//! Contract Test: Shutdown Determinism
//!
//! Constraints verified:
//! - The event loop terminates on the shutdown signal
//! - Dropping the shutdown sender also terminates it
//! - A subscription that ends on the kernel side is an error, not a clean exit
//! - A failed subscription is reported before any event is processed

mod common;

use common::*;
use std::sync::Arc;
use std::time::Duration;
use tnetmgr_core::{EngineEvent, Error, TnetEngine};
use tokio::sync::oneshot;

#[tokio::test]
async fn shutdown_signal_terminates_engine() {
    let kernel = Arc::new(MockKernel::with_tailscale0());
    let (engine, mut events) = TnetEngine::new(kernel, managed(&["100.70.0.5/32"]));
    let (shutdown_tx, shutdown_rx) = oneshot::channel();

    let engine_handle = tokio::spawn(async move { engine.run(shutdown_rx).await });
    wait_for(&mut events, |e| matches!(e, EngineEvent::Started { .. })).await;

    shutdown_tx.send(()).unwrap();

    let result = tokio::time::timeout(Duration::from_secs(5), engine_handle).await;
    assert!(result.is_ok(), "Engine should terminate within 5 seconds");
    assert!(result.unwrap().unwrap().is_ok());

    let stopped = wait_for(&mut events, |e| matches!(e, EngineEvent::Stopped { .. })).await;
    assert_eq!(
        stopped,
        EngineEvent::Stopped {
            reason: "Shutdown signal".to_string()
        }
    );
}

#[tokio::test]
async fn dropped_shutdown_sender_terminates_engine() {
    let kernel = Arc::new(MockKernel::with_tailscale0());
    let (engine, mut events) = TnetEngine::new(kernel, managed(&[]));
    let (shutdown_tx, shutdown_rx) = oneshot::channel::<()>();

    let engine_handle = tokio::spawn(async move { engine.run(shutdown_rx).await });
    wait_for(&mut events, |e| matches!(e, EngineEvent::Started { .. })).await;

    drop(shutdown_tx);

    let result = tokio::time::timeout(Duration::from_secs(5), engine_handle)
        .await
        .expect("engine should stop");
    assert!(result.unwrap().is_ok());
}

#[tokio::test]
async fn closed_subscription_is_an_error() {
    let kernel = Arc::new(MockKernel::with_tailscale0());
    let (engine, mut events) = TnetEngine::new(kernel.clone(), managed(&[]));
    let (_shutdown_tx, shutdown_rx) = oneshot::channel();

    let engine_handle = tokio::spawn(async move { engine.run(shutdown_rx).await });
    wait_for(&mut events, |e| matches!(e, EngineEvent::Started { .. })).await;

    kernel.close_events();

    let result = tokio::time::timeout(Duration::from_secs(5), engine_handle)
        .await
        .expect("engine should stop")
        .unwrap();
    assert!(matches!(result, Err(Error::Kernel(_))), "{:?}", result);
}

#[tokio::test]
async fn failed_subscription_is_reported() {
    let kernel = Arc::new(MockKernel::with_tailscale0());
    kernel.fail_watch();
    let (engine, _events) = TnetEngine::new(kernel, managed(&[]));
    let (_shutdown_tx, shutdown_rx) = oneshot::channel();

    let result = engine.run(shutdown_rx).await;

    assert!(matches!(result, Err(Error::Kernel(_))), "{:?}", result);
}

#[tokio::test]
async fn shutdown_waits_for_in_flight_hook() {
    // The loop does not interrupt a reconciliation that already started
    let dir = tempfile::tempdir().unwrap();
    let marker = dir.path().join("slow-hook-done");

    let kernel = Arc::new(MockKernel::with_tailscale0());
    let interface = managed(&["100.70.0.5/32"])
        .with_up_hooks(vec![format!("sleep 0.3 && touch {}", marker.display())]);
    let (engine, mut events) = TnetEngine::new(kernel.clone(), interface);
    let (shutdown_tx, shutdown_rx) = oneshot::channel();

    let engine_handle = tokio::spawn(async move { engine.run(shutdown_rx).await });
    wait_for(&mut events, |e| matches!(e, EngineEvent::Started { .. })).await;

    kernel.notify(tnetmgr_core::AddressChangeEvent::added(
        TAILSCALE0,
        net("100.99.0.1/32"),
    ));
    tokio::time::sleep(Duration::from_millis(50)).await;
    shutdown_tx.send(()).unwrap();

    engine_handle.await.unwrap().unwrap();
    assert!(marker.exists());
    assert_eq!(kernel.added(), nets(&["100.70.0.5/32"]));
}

============================================================

YOUR TASK: Output all preceding records character for character.

OUTPUT OF THE EXERCISE:
//! Contract Test: Shutdown Determinism
//!
//! Constraints verified:
//! - The event loop terminates on the shutdown signal
//! - Dropping the shutdown sender also terminates it
//! - A subscription that ends on the kernel side is an error, not a clean exit
//! - A failed subscription is reported before any event is processed

mod common;

use common::*;
use std::sync::Arc;
use std::time::Duration;
use tnetmgr_core::{EngineEvent, Error, TnetEngine};
use tokio::sync::oneshot;

#[tokio::test]
async fn shutdown_signal_terminates_engine() {
    let kernel = Arc::new(MockKernel::with_tailscale0());
    let (engine, mut events) = TnetEngine::new(kernel, managed(&["100.70.0.5/32"]));
    let (shutdown_tx, shutdown_rx) = oneshot::channel();

    let engine_handle = tokio::spawn(async move { engine.run(shutdown_rx).await });
    wait_for(&mut events, |e| matches!(e, EngineEvent::Started { .. })).await;

    shutdown_tx.send(()).unwrap();

    let result = tokio::time::timeout(Duration::from_secs(5), engine_handle).await;
    assert!(result.is_ok(), "Engine should terminate within 5 seconds");
    assert!(result.unwrap().unwrap().is_ok());

    let stopped = wait_for(&mut events, |e| matches!(e, EngineEvent::Stopped { .. })).await;
    assert_eq!(
        stopped,
        EngineEvent::Stopped {
            reason: "Shutdown signal".to_string()
        }
    );
}

#[tokio::test]
async fn dropped_shutdown_sender_terminates_engine() {
    let kernel = Arc::new(MockKernel::with_tailscale0());
    let (engine, mut events) = TnetEngine::new(kernel, managed(&[]));
    let (shutdown_tx, shutdown_rx) = oneshot::channel::<()>();

    let engine_handle = tokio::spawn(async move { engine.run(shutdown_rx).await });
    wait_for(&mut events, |e| matches!(e, EngineEvent::Started { .. })).await;

    drop(shutdown_tx);

    let result = tokio::time::timeout(Duration::from_secs(5), engine_handle)
        .await
        .expect("engine should stop");
    assert!(result.unwrap().is_ok());
}

#[tokio::test]
async fn closed_subscription_is_an_error() {
    let kernel = Arc::new(MockKernel::with_tailscale0());
    let (engine, mut events) = TnetEngine::new(kernel.clone(), managed(&[]));
    let (_shutdown_tx, shutdown_rx) = oneshot::channel();

    let engine_handle = tokio::spawn(async move { engine.run(shutdown_rx).await });
    wait_for(&mut events, |e| matches!(e, EngineEvent::Started { .. })).await;

    kernel.close_events();

    let result = tokio::time::timeout(Duration::from_secs(5), engine_handle)
        .await
        .expect("engine should stop")
        .unwrap();
    assert!(matches!(result, Err(Error::Kernel(_))), "{:?}", result);
}

#[tokio::test]
async fn failed_subscription_is_reported() {
    let kernel = Arc::new(MockKernel::with_tailscale0());
    kernel.fail_watch();
    let (engine, _events) = TnetEngine::new(kernel, managed(&[]));
    let (_shutdown_tx, shutdown_rx) = oneshot::channel();

    let result = engine.run(shutdown_rx).await;

    assert!(matches!(result, Err(Error::Kernel(_))), "{:?}", result);
}

#[tokio::test]
async fn shutdown_waits_for_in_flight_hook() {
    // The loop does not interrupt a reconciliation that already started
    let dir = tempfile::tempdir().unwrap();
    let marker = dir.path().join("slow-hook-done");

    let kernel = Arc::new(MockKernel::with_tailscale0());
    let interface = managed(&["100.70.0.5/32"])
        .with_up_hooks(vec![format!("sleep 0.3 && touch {}", marker.display())]);
    let (engine, mut events) = TnetEngine::new(kernel.clone(), interface);
    let (shutdown_tx, shutdown_rx) = oneshot::channel();

    let engine_handle = tokio::spawn(async move { engine.run(shutdown_rx).await });
    wait_for(&mut events, |e| matches!(e, EngineEvent::Started { .. })).await;

    kernel.notify(tnetmgr_core::AddressChangeEvent::added(
        TAILSCALE0,
        net("100.99.0.1/32"),
    ));
    tokio::time::sleep(Duration::from_millis(50)).await;
    shutdown_tx.send(()).unwrap();

    engine_handle.await.unwrap().unwrap();
    assert!(marker.exists());
    assert_eq!(kernel.added(), nets(&["100.70.0.5/32"]));
}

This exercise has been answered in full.